Neonatal death remains the leading cause of mortality in children under five years of age, with infectious diseases accounting for a significant proportion of these deaths (1). Newborns are particularly vulnerable to infectious diseases due to their immature immune systems and potential vertical transmission of pathogens from the mother (2). In China, preterm and very low birth weight infants (VLBW) represent approximately 10% of live births (3). These infants face elevated risks of sepsis due to immunological immaturity and are prone to intracranial infections owing to a weakened blood-brain barrier. Such infections are associated with high mortality rates and poor long-term neurodevelopmental outcomes (4–6). Current diagnostic methods for neonatal infections primarily rely on nonspecific biomarkers, such as white blood cell count, CRP, and procalcitonin, which only indicate the possibility of infection (7–9). Furthermore, obtaining adequate clinical specimens from newborns for pathogen detection is challenging, particularly for blood volume-dependent tests like blood culture—the current gold standard for sepsis diagnosis. However, blood cultures are time-consuming and exhibit low sensitivity in neonatal sepsis (10), specially given their limited blood volume, which further reduces the detection rate compared to older children and adults (11).

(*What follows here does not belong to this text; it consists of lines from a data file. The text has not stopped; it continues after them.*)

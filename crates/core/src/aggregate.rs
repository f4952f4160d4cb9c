use crate::chunk::ChunkedSorter;
use crate::model::{empty_counts, Category, CategoryCounts, FileRecord, ScanResult};

/// Running totals for one scan plus the chunked inventory being built.
#[derive(Debug)]
pub struct ResultAggregator {
    sorter: ChunkedSorter,
    counts: CategoryCounts,
    total_size_bytes: u64,
}

impl ResultAggregator {
    pub fn new(chunk_capacity: usize) -> Self {
        Self {
            sorter: ChunkedSorter::new(chunk_capacity),
            counts: empty_counts(),
            total_size_bytes: 0,
        }
    }

    /// Returns `true` when the record closed a chunk.
    pub fn record(&mut self, record: FileRecord, category: Category) -> bool {
        self.total_size_bytes = self.total_size_bytes.saturating_add(record.size_bytes);
        *self.counts.entry(category).or_insert(0) += 1;
        self.sorter.push(record)
    }

    pub fn finish(self) -> ScanResult {
        ScanResult {
            files: self.sorter.finish(),
            counts: self.counts,
            total_size_bytes: self.total_size_bytes,
        }
    }
}
use std::path::{Path, PathBuf};

use anyhow::{Context, Result};
use chrono::{SecondsFormat, Utc};
use clap::{Args, Parser, Subcommand, ValueEnum};
use file_sorter_core::{
    collect_doctor_info, delete_paths, extension_of, file_details, format_megabytes,
    group_thousands, load_config, normalize_extension, render_deletion_summary,
    render_statistics_line, run_pipeline, summarize_selection, Category, Classifier, DeletionMode, DeletionRequest,
    PipelineOutput, PipelineStage, ScanOptions, SorterConfig,
};
use serde::Serialize;
use tracing::info;
use tracing_subscriber::EnvFilter;

#[derive(Debug, Parser)]
#[command(
    name = "file-sorter",
    version,
    about = "Inventory a directory tree by file category and clean it up in batches."
)]
struct Cli {
    /// JSON configuration file (extension sets, chunk capacity).
    #[arg(long, global = true, value_name = "FILE")]
    config: Option<PathBuf>,

    #[command(subcommand)]
    command: Commands,
}

#[derive(Debug, Subcommand)]
enum Commands {
    /// Scan a directory and print category statistics.
    Scan(ScanArgs),
    /// Delete files, to the trash or permanently.
    Delete(DeleteArgs),
    /// Print the category for extensions or file names.
    Classify(ClassifyArgs),
    /// Summarize a selection of files.
    Select(SelectArgs),
    /// Show environment and effective configuration.
    Doctor,
}

#[derive(Debug, Copy, Clone, ValueEnum)]
enum CliDeletionMode {
    Trash,
    #[value(alias = "perm")]
    Permanent,
}

impl From<CliDeletionMode> for DeletionMode {
    fn from(value: CliDeletionMode) -> Self {
        match value {
            CliDeletionMode::Trash => DeletionMode::Trash,
            CliDeletionMode::Permanent => DeletionMode::Permanent,
        }
    }
}

#[derive(Debug, Args)]
struct ScanArgs {
    /// Directory to inventory.
    root: PathBuf,

    /// Records sorted together per chunk (overrides the config file).
    #[arg(long, value_name = "N")]
    chunk_size: Option<usize>,

    /// Log each progress step.
    #[arg(long)]
    progress: bool,

    /// Print the full inventory and buckets as JSON on stdout.
    #[arg(long)]
    json: bool,
}

#[derive(Debug, Args)]
struct DeleteArgs {
    /// Files to delete.
    #[arg(required = true, value_name = "PATH")]
    paths: Vec<PathBuf>,

    /// `trash` is recoverable, `permanent` is not.
    #[arg(long, default_value = "trash")]
    mode: CliDeletionMode,

    /// Confirm the deletion.
    #[arg(long)]
    yes: bool,

    /// Directory to scan again after the batch.
    #[arg(long, value_name = "DIR")]
    rescan: Option<PathBuf>,
}

#[derive(Debug, Args)]
struct ClassifyArgs {
    /// Extensions (`jpg`, `.PDF`) or file names.
    #[arg(required = true)]
    items: Vec<String>,
}

#[derive(Debug, Args)]
struct SelectArgs {
    #[arg(required = true, value_name = "PATH")]
    paths: Vec<PathBuf>,
}

#[derive(Debug, Serialize)]
struct ScanReport<'a> {
    generated_at: String,
    root: &'a Path,
    chunk_capacity: usize,
    #[serde(flatten)]
    output: &'a PipelineOutput,
}

fn main() -> Result<()> {
    init_tracing();
    let cli = Cli::parse();
    let config = resolve_config(cli.config.as_deref())?;

    match cli.command {
        Commands::Scan(args) => run_scan_command(args, config),
        Commands::Delete(args) => run_delete_command(args, &config),
        Commands::Classify(args) => {
            run_classify_command(args, &config);
            Ok(())
        }
        Commands::Select(args) => {
            run_select_command(args, &config);
            Ok(())
        }
        Commands::Doctor => {
            run_doctor_command(&config);
            Ok(())
        }
    }
}

fn resolve_config(path: Option<&Path>) -> Result<SorterConfig> {
    match path {
        Some(path) => load_config(path),
        None => SorterConfig::default().validate(),
    }
}

fn run_scan_command(args: ScanArgs, mut config: SorterConfig) -> Result<()> {
    if let Some(chunk_size) = args.chunk_size {
        config.chunk_capacity = chunk_size;
        config = config.validate()?;
    }
    let output = scan_and_distribute(&args.root, &config, args.progress)?;

    if args.json {
        let report = ScanReport {
            generated_at: Utc::now().to_rfc3339_opts(SecondsFormat::Secs, true),
            root: &args.root,
            chunk_capacity: config.chunk_capacity,
            output: &output,
        };
        let payload =
            serde_json::to_string_pretty(&report).context("failed to serialize scan report")?;
        println!("{payload}");
        return Ok(());
    }

    println!("{}", render_statistics_line(&output.result));
    Ok(())
}

fn scan_and_distribute(
    root: &Path,
    config: &SorterConfig,
    progress: bool,
) -> Result<PipelineOutput> {
    let options = ScanOptions::from_config(root, config);
    let output = run_pipeline(&options, |event| {
        if progress {
            let label = match event.stage {
                PipelineStage::Scanning => "scanning",
                PipelineStage::Distributing => "updating tables",
            };
            info!("{label}: {}% ({}/{})", event.percent, event.processed, event.total);
        }
    })
    .with_context(|| format!("failed to scan {}", root.display()))?;
    Ok(output)
}

fn run_delete_command(args: DeleteArgs, config: &SorterConfig) -> Result<()> {
    let request = DeletionRequest::from_selection(args.paths, args.mode.into());
    if request.paths.is_empty() {
        println!("Nothing to delete: none of the given paths exist.");
        return Ok(());
    }
    if !args.yes {
        anyhow::bail!(
            "refusing to delete {} file(s) ({:?}) without --yes",
            request.paths.len(),
            request.mode
        );
    }

    let outcome = delete_paths(&request);
    print!("{}", render_deletion_summary(&outcome));
    if outcome.is_complete_success() {
        println!();
    }

    if let Some(root) = args.rescan.filter(|root| root.is_dir()) {
        let output = scan_and_distribute(&root, config, false)?;
        println!("{}", render_statistics_line(&output.result));
    }

    if !outcome.is_complete_success() {
        anyhow::bail!("{} deletion(s) failed", outcome.failures.len());
    }
    Ok(())
}

fn run_classify_command(args: ClassifyArgs, config: &SorterConfig) {
    let classifier = Classifier::new(&config.classifier);
    for item in args.items {
        let path = Path::new(&item);
        let extension = if path.extension().is_some() {
            extension_of(path)
        } else {
            normalize_extension(&item).unwrap_or_default()
        };
        println!("{item}: {}", classifier.classify(&extension).as_str());
    }
}

fn run_select_command(args: SelectArgs, config: &SorterConfig) {
    let classifier = Classifier::new(&config.classifier);
    if let [path] = args.paths.as_slice() {
        match file_details(path, &classifier) {
            Some(details) => {
                println!("Name: {}", details.name);
                if let Some(modified) = details.modified {
                    println!("Modified: {modified}");
                }
                println!("Size: {}", details.size_text);
                println!("Type: {}", details.extension);
            }
            None => println!("Not found: {}", path.display()),
        }
        return;
    }

    let summary = summarize_selection(args.paths, &classifier);

    println!("Selected: {} files", summary.selected);
    println!("Total Size: {}", format_megabytes(summary.total_size_bytes));
    let types = Category::ALL
        .iter()
        .map(|category| {
            format!(
                "{} {}",
                group_thousands(summary.counts.get(category).copied().unwrap_or(0)),
                category.label().to_lowercase()
            )
        })
        .collect::<Vec<_>>();
    println!("Types: {}", types.join(", "));
    if let Some(category) = summary.uniform_category {
        println!("All selected files are {}.", category.label().to_lowercase());
    }
}

fn run_doctor_command(config: &SorterConfig) {
    let info = collect_doctor_info(config);
    println!("OS: {} ({})", info.os, info.arch);
    if let Some(current_dir) = info.current_dir {
        println!("Current directory: {}", current_dir);
    }
    println!("Trash supported: {}", info.trash_supported);
    println!("Chunk capacity: {}", info.chunk_capacity);
    println!("Images: {}", info.image_extensions.join(" "));
    println!("Videos: {}", info.video_extensions.join(" "));
    println!("Documents: {}", info.document_extensions.join(" "));
    for note in info.notes {
        println!("Note: {}", note);
    }
}

fn init_tracing() {
    let filter = EnvFilter::try_from_default_env().unwrap_or_else(|_| EnvFilter::new("info"));
    let _ = tracing_subscriber::fmt()
        .with_env_filter(filter)
        .with_writer(std::io::stderr)
        .try_init();
}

mNGS is a laboratory diagnostic technology based on high-throughput sequencing technology to sequence the whole biological genome in a variety of clinical samples. By simultaneously detecting millions of DNA/RNA fragments, mNGS offers rapid and efficient pathogen detection, leading to its increasing adoption in clinical settings (12–15). Its clinical utility is particularly evident in identifying pathogens undetectable by conventional methods, though cost remains a limiting factor. When mNGS testing is selected, three sequencing modalities must be chosen: DNA-only, RNA-only, or combined DNA/RNA. The diagnostic performance of mNGS, as reflected by positivity rates, depends critically on this sequencing modalities selection. While multiple studies have validated mNGS efficacy in neonates (16–18) and Chinese guidelines outline its use in infant infections (19), real-world data on sequencing modality selection patterns and their impact on pathogen detection rates in this population remain rare. To address this gap, we conducted a multicenter, cross-sectional study to assess mNGS sequencing modality selection practices and their correlation with positivity rates and pathogen profiles in neonates.

2 Methodology

This multicenter cross-sectional study analyzed real-world data from five hospitals in China: Nanfang Hospital of Southern Medical University, Dongguan Women and Children Hospital, Guangdong Maternal and Child Health Hospital, Jiangmen Women and Children Hospital, and Lianjiang People's Hospital. All participating institutions met the following criteria: 1) annual delivery volume ≥5,000 births, and 2) availability of Level IV neonatal intensive care units (NICUs). We retrospectively analyzed neonates undergoing mNGS testing between January 2020 and December 2022. Testing indications followed national clinical guidelines (19).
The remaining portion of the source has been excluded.